Short-term effects of Org OD 14 and 17 beta-oestradiol on bone and lipid metabolism in early post-menopausal women

Abstract

The effects of 8 weeks of daily oral treatment with 1 mg 17 beta-oestradiol (E2), 2.5 mg Org OD 14 [7 alpha, 17 alpha)-17-hydroxy-7-methyl-19-norpregn-5(10)-en-20-yn-3-one) , a steroid with weak androgenic, weak oestrogenic and weak progestational activity, or placebo on calcium and lipid metabolism were compared in 21 healthy, early post-menopausal women in a randomised double-blind study. The treatment period was followed by a treatment-free period of 8 weeks to study the reversibility of drug-induced effects.

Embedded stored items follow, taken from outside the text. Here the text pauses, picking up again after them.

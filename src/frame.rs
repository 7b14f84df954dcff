//! Frame codec.
//!
//! Command frame:
//! `0x7E | len:u32-LE | opcode:u8 | 0x00 | payload | crc-lo | crc-hi | 0xFF`
//!
//! Response frame:
//! `0x7E | len:u32-LE | opcode:u16-LE | error:u8 | payload | crc-lo | crc-hi | 0xFF`
//!
//! `len` counts everything between the length field and the CRC. The CRC covers
//! the same bytes.

use log::warn;

use crate::crc::crc16;
use crate::error::FrameError;

pub const SOI: u8 = 0x7E;
pub const EOI: u8 = 0xFF;

/// Commands only carry the low opcode byte; the second byte is a fixed protocol field.
pub const RESERVED_OPCODE_BYTE: u8 = 0x00;

const LENGTH_WIDTH: usize = 4;
const CRC_WIDTH: usize = 2;
/// SOI, length, CRC and EOI.
const OVERHEAD: usize = 1 + LENGTH_WIDTH + CRC_WIDTH + 1;

const COMMAND_HEADER: usize = 2;
const RESPONSE_HEADER: usize = 3;

/// What to do when the received CRC does not match the computed one.
#[derive(Debug, Clone, Copy, PartialEq, Eq, Default)]
pub enum CrcMode {
    /// Reject the frame with [`FrameError::CrcMismatch`].
    #[default]
    Strict,
    /// Log the mismatch and accept the frame.
    Lenient,
}

/// A decoded host-to-instrument frame.
#[derive(Debug, Clone, PartialEq, Eq)]
pub struct CommandFrame {
    pub opcode: u16,
    pub payload: Vec<u8>,
    pub crc: [u8; 2],
}

/// A decoded instrument-to-host frame.
#[derive(Debug, Clone, PartialEq, Eq)]
pub struct ResponseFrame {
    pub opcode: u16,
    pub error_code: u8,
    pub payload: Vec<u8>,
    pub crc: [u8; 2],
}

/// Builds the wire bytes of a command frame.
///
/// Only the low byte of `opcode` is transmitted.
pub fn encode_command(opcode: u16, payload: &[u8]) -> Vec<u8> {
    let mut body = Vec::with_capacity(COMMAND_HEADER + payload.len());
    body.push(opcode as u8);
    body.push(RESERVED_OPCODE_BYTE);
    body.extend_from_slice(payload);
    wrap(&body)
}

fn wrap(body: &[u8]) -> Vec<u8> {
    let crc = crc16(body);
    let mut out = Vec::with_capacity(OVERHEAD + body.len());
    out.push(SOI);
    out.extend_from_slice(&(body.len() as u32).to_le_bytes());
    out.extend_from_slice(body);
    out.extend_from_slice(&crc);
    out.push(EOI);
    out
}

/// Validates markers and length, returning the body and the received CRC.
fn unwrap_frame(buf: &[u8], header: usize) -> Result<(&[u8], [u8; 2]), FrameError> {
    let (Some(&soi), Some(&eoi)) = (buf.first(), buf.last()) else {
        return Err(FrameError::Empty);
    };
    if soi != SOI || eoi != EOI {
        return Err(FrameError::InvalidMarkers { soi, eoi });
    }
    if buf.len() < OVERHEAD {
        return Err(FrameError::Truncated(buf.len()));
    }

    let declared = u32::from_le_bytes([buf[1], buf[2], buf[3], buf[4]]) as usize;
    let remaining = buf.len() - 1 - LENGTH_WIDTH;
    if declared.checked_add(CRC_WIDTH + 1) != Some(remaining) {
        return Err(FrameError::LengthMismatch {
            declared,
            actual: remaining - CRC_WIDTH - 1,
        });
    }
    if declared < header {
        return Err(FrameError::BodyTooShort {
            declared,
            minimum: header,
        });
    }

    let start = 1 + LENGTH_WIDTH;
    let body = &buf[start..start + declared];
    let crc = [buf[start + declared], buf[start + declared + 1]];
    Ok((body, crc))
}

fn verify_crc(body: &[u8], received: [u8; 2], mode: CrcMode) -> Result<(), FrameError> {
    let computed = crc16(body);
    if computed == received {
        return Ok(());
    }
    match mode {
        CrcMode::Strict => Err(FrameError::CrcMismatch { computed, received }),
        CrcMode::Lenient => {
            warn!(
                "CRC mismatch accepted in lenient mode - computed={:02X?} received={:02X?}",
                computed, received
            );
            Ok(())
        }
    }
}

impl CommandFrame {
    pub fn decode(buf: &[u8], mode: CrcMode) -> Result<Self, FrameError> {
        let (body, crc) = unwrap_frame(buf, COMMAND_HEADER)?;
        verify_crc(body, crc, mode)?;
        Ok(Self {
            opcode: u16::from_le_bytes([body[0], body[1]]),
            payload: body[COMMAND_HEADER..].to_vec(),
            crc,
        })
    }
}

impl ResponseFrame {
    /// Builds the wire bytes of a response frame, as the instrument would send it.
    pub fn encode(opcode: u16, error_code: u8, payload: &[u8]) -> Vec<u8> {
        let mut body = Vec::with_capacity(RESPONSE_HEADER + payload.len());
        body.extend_from_slice(&opcode.to_le_bytes());
        body.push(error_code);
        body.extend_from_slice(payload);
        wrap(&body)
    }

    pub fn decode(buf: &[u8], mode: CrcMode) -> Result<Self, FrameError> {
        let (body, crc) = unwrap_frame(buf, RESPONSE_HEADER)?;
        verify_crc(body, crc, mode)?;
        Ok(Self {
            opcode: u16::from_le_bytes([body[0], body[1]]),
            error_code: body[2],
            payload: body[RESPONSE_HEADER..].to_vec(),
            crc,
        })
    }

    pub fn is_ok(&self) -> bool {
        self.error_code == 0
    }
}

The results show that both E2 and Org OD 14 reduce bone resorption, as indicated by the decreases in the urinary hydroxyproline/creatinine and calcium/creatinine ratios in 2-h fasting urine. In contrast to E2, Org OD 14 did not reduce serum calcium levels. As regards lipid parameters, E2 reduced the concentration of serum cholesterol and Org OD 14 decreased serum levels of high-density-lipoprotein cholesterol and triglycerides. All these effects appeared to be reversible after cessation of treatment. It is concluded that both of these steroids reduce bone resorption in early post-menopausal women, but that their mechanisms of action are most likely different.